Our Best Tool Can Be Our Worst Crutch

Last week at SCMEA, I got to hear two great clinicians. I loved the information they shared with us, but noticed that both of them felt pretty strongly about one topic:


Don’t sing with your kids!

OK, obviously I don’t sing EVERYTHING with my students. But, I do enjoy it. After hearing not one, but two directors step up on their soapbox, I decided I’d try to be more conscious about how much I was actually singing with my classes.

Serendipitous or not,  I came down with a pretty nasty virus during the conference, so I literally COULDN’T sing roughly half of last week. I drank all of the throat coat tea, and received multiple questions about what that “green stuff” was in my mug. Middle schoolers, gotta love ‘em. Monday through Wednesday was largely non-verbal, out of necessity. I’m actually really glad it forced me to back off and listen, because here’s what I realized:

 

  1. Some students were relying on hearing my voice far too heavily

  2. Other students were trying to look at my face as if I had music written on it. They were literally attempting to learn by reading my lips instead of looking at the music on the page. Lesson learned: I’ve completely stopped singing with the class when I want to hear if they can do something. I’ve also stopped mouthing the words, which forces them to MAKE EYE CONTACT WITH THEIR SCORES!

  3. Once they stopped relying on me, my classes actually started becoming independent faster.

  4. Listening has definitely improved.

  5. Individuals are taking notes more consistently in their scores. (That might also be because I’ve been grading them on that...but still).

 

My little (forced) experiment exposed how I've been using my own voice as a crutch in class. However, this is totally a double-edged sword...because vocal modelling is also the strongest tool we have in our classrooms.
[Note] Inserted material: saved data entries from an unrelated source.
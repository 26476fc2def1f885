//! 错误分类：把具体错误归入少量可被重试策略引用的类别。
//!
//! Error kinds.
//!
//! Every [`crate::Error`] maps to exactly one [`ErrorKind`]. Retry policies
//! whitelist kinds rather than concrete errors, and the kind's
//! [`name`](ErrorKind::name) is what ends up in `AiResponse::error_type`.
//!
//! | Kind          | Name                  | Retryable by default |
//! |---------------|-----------------------|----------------------|
//! | Connection    | `connection_error`    | yes                  |
//! | Timeout       | `timeout_error`       | yes                  |
//! | RateLimit     | `rate_limit_error`    | yes                  |
//! | Validation    | `validation_error`    | no                   |
//! | Service       | `service_error`       | no                   |
//! | Configuration | `configuration_error` | no                   |
//! | Stream        | `stream_error`        | no                   |
//!
//! ## Example
//!
//! ```rust
//! use ai_relay::error_code::ErrorKind;
//!
//! let kind = ErrorKind::from_http_status(429);
//! assert_eq!(kind.name(), "rate_limit_error");
//! assert!(kind.retryable());
//! ```

use serde::{Deserialize, Serialize};
use std::fmt;

#[derive(Debug, Clone, Copy, PartialEq, Eq, Hash, Serialize, Deserialize)]
#[serde(rename_all = "snake_case")]
pub enum ErrorKind {
    /// Transport failure establishing or using a connection
    Connection,
    /// Operation exceeded its time window
    Timeout,
    /// Backend signaled throttling
    RateLimit,
    /// Response or chunk failed shape checks
    Validation,
    /// Catch-all backend failure
    Service,
    /// Invalid configuration
    Configuration,
    /// Stream lifecycle misuse (e.g. a second concurrent stream)
    Stream,
}

impl ErrorKind {
    pub const ALL: [ErrorKind; 7] = [
        ErrorKind::Connection,
        ErrorKind::Timeout,
        ErrorKind::RateLimit,
        ErrorKind::Validation,
        ErrorKind::Service,
        ErrorKind::Configuration,
        ErrorKind::Stream,
    ];

    /// Returns the stable name (e.g., `"timeout_error"`).
    #[inline]
    pub fn name(&self) -> &'static str {
        match self {
            Self::Connection => "connection_error",
            Self::Timeout => "timeout_error",
            Self::RateLimit => "rate_limit_error",
            Self::Validation => "validation_error",
            Self::Service => "service_error",
            Self::Configuration => "configuration_error",
            Self::Stream => "stream_error",
        }
    }

    /// Returns whether this kind is retryable by default.
    #[inline]
    pub fn retryable(&self) -> bool {
        matches!(self, Self::Connection | Self::Timeout | Self::RateLimit)
    }

    /// Inverse of [`ErrorKind::name`].
    pub fn from_name(name: &str) -> Option<Self> {
        Self::ALL.iter().copied().find(|k| k.name() == name)
    }

    /// Maps an HTTP status code to the most likely kind.
    pub fn from_http_status(status: u16) -> Self {
        match status {
            408 | 504 => Self::Timeout,
            429 => Self::RateLimit,
            502 | 503 => Self::Connection,
            400 | 422 => Self::Validation,
            _ => Self::Service,
        }
    }
}

impl fmt::Display for ErrorKind {
    fn fmt(&self, f: &mut fmt::Formatter<'_>) -> fmt::Result {
        write!(f, "{}", self.name())
    }
}
//! 连接模块：连接状态机、带退避的重连与健康检查。
//!
//! # Connection Module
//!
//! [`ConnectionManager`] owns the session produced by a [`Connector`] and is
//! the only place that session is created, probed or released. Everything
//! else reaches it through [`ConnectionManager::ensure_connected`].
//!
//! State machine:
//!
//! ```text
//! Disconnected ──connect──▶ Connecting ──ok──▶ Connected
//!      ▲                      │  ▲  │              │
//!      │                      │  └──┘ retry        │ health check failed /
//!      └──── terminal error ──┘                    │ close / mark_unhealthy
//!      └───────────────────────────────────────────┘
//! ```

pub mod manager;

pub use manager::{ConnectionManager, ConnectionSnapshot, Connector};

use serde::{Deserialize, Serialize};
use std::fmt;

/// Lifecycle state of a managed connection.
#[derive(Debug, Clone, Copy, PartialEq, Eq, Hash, Default, Serialize, Deserialize)]
#[serde(rename_all = "snake_case")]
pub enum ConnectionState {
    #[default]
    Disconnected,
    Connecting,
    Connected,
}

impl ConnectionState {
    pub fn as_str(&self) -> &'static str {
        match self {
            ConnectionState::Disconnected => "disconnected",
            ConnectionState::Connecting => "connecting",
            ConnectionState::Connected => "connected",
        }
    }
}

impl fmt::Display for ConnectionState {
    fn fmt(&self, f: &mut fmt::Formatter<'_>) -> fmt::Result {
        f.write_str(self.as_str())
    }
}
Here are the limitations I’ve set for myself, or am working to improve regarding when to sing, and when to just zip it:

Just Zip It.

Sight singing

I’m solid on this. My classes warm-up by singing their scale and arpeggios, practice individually for one minute, and then perform their daily sight singing exercise on their own. I will give them a starting pitch, and I might correct a note here or there if they get de-railed. Otherwise, I’m just there to keep the beat.

 

Ear training

During a round of follow the hand, I only provide solfege hand signs. If they can’t get a pitch, I will rescue the group...but only after I listen to see if they can correct themselves first. I’ll often point at a student who is modeling the correct note, to prompt the rest of the class to listen and adjust to what they are doing. It’s important for each individual to learn to hear themselves to identify correct tone, tuning, etc.

 

Performances

I mean, obviously.

Sometimes (a.k.a- where I need to simmer down)

Warm-up

I’ll sing along during a warm-up if what we are doing is more unfamiliar to a class. Generally, I try to just listen so that I can correct technique, make suggestions, etc. Although, I'll find myself not thinking about it and singing along to something (usually a round or a part song) because it’s fun to sing. I’ll also sing with a section if they are weaker than other sections if we're working on a round.

 

Learning new repertoire

This is one of those habits I’m trying to improve on. I’ll often sing with a section when they are just beginning to learn something new. I thought it made them feel more confident in the early learning stages, but after the last two weeks, I’m noticing they’ll do just fine if I model before they sing, and then let them try it themselves. As I told several classes today:

 

Be brave enough to confidently make a mistake.

Sing On!

Vocal modeling

The best tool we have at our disposal is our own voice. It’s so much simpler to just sing a line how I want it performed. Sitting silently for five minutes while you listen to a director verbally explain how they want something to sound= boring! It takes two seconds for you to model something. Try adding kinesthetic movement to your model  to really help students grasp what you are trying to accomplish.

How often do you sing with your own students? Do you find yourself falling into similar patterns, or do you have your own habits?